'''

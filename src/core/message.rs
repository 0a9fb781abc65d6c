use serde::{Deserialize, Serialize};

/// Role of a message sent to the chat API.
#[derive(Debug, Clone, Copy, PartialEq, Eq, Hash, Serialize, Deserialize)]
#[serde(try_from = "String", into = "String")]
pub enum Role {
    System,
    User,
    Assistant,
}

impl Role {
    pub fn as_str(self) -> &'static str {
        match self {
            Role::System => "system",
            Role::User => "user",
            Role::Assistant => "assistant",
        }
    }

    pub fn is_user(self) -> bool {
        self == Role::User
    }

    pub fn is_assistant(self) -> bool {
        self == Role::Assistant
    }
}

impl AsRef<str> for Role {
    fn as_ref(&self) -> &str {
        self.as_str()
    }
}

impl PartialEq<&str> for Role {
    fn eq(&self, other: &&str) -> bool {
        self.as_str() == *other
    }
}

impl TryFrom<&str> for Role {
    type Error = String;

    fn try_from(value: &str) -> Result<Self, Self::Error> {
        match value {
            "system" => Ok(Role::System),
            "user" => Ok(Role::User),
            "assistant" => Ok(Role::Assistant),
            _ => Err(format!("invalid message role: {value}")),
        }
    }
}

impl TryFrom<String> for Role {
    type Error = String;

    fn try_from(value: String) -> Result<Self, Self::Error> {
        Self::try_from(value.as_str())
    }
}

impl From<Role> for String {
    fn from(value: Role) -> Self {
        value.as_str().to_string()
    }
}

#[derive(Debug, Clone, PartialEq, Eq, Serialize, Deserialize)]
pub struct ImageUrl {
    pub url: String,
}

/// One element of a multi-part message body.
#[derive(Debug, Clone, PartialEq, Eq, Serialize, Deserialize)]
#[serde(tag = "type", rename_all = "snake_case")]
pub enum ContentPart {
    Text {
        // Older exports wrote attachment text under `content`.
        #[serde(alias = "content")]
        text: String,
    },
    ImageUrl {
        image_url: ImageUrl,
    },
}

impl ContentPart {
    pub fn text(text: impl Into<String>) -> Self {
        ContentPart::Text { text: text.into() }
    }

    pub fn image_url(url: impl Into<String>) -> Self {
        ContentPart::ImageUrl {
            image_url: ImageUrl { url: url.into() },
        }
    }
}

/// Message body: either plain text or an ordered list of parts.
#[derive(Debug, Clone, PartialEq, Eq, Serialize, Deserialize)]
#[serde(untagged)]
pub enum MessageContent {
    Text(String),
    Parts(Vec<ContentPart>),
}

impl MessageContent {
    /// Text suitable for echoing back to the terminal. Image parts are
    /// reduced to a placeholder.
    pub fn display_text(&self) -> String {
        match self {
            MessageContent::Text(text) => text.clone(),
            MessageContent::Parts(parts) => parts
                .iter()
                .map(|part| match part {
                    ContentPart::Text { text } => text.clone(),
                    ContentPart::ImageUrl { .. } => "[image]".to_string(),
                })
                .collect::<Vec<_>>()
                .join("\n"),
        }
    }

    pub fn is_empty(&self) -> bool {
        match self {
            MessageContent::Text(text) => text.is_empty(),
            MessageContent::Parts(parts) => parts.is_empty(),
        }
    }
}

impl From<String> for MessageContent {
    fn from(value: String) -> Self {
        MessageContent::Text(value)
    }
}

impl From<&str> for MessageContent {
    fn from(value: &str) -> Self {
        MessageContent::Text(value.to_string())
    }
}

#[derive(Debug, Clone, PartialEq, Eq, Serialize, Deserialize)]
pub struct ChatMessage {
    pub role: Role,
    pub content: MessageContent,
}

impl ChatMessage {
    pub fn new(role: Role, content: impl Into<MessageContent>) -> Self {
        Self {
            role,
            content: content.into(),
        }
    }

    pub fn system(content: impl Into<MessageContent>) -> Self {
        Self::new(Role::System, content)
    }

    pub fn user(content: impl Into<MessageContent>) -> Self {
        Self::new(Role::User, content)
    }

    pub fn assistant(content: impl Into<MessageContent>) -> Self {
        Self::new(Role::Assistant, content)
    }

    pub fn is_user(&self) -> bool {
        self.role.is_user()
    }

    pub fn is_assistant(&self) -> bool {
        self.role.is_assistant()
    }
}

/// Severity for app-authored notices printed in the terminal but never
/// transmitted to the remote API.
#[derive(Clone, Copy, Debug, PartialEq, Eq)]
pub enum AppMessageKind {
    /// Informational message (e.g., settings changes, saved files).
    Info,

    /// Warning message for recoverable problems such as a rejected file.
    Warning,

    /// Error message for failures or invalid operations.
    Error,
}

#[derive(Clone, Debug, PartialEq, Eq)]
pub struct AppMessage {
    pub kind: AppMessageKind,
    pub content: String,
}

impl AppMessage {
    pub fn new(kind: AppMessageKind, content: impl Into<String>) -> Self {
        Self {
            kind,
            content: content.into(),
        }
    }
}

'''

- EXERCISE REQUIREMENTS -
Check the data for the word "other" and pull out the lines that have it.

- RESPONSE AREA -
    fn eq(&self, other: &&str) -> bool {
        self.as_str() == *other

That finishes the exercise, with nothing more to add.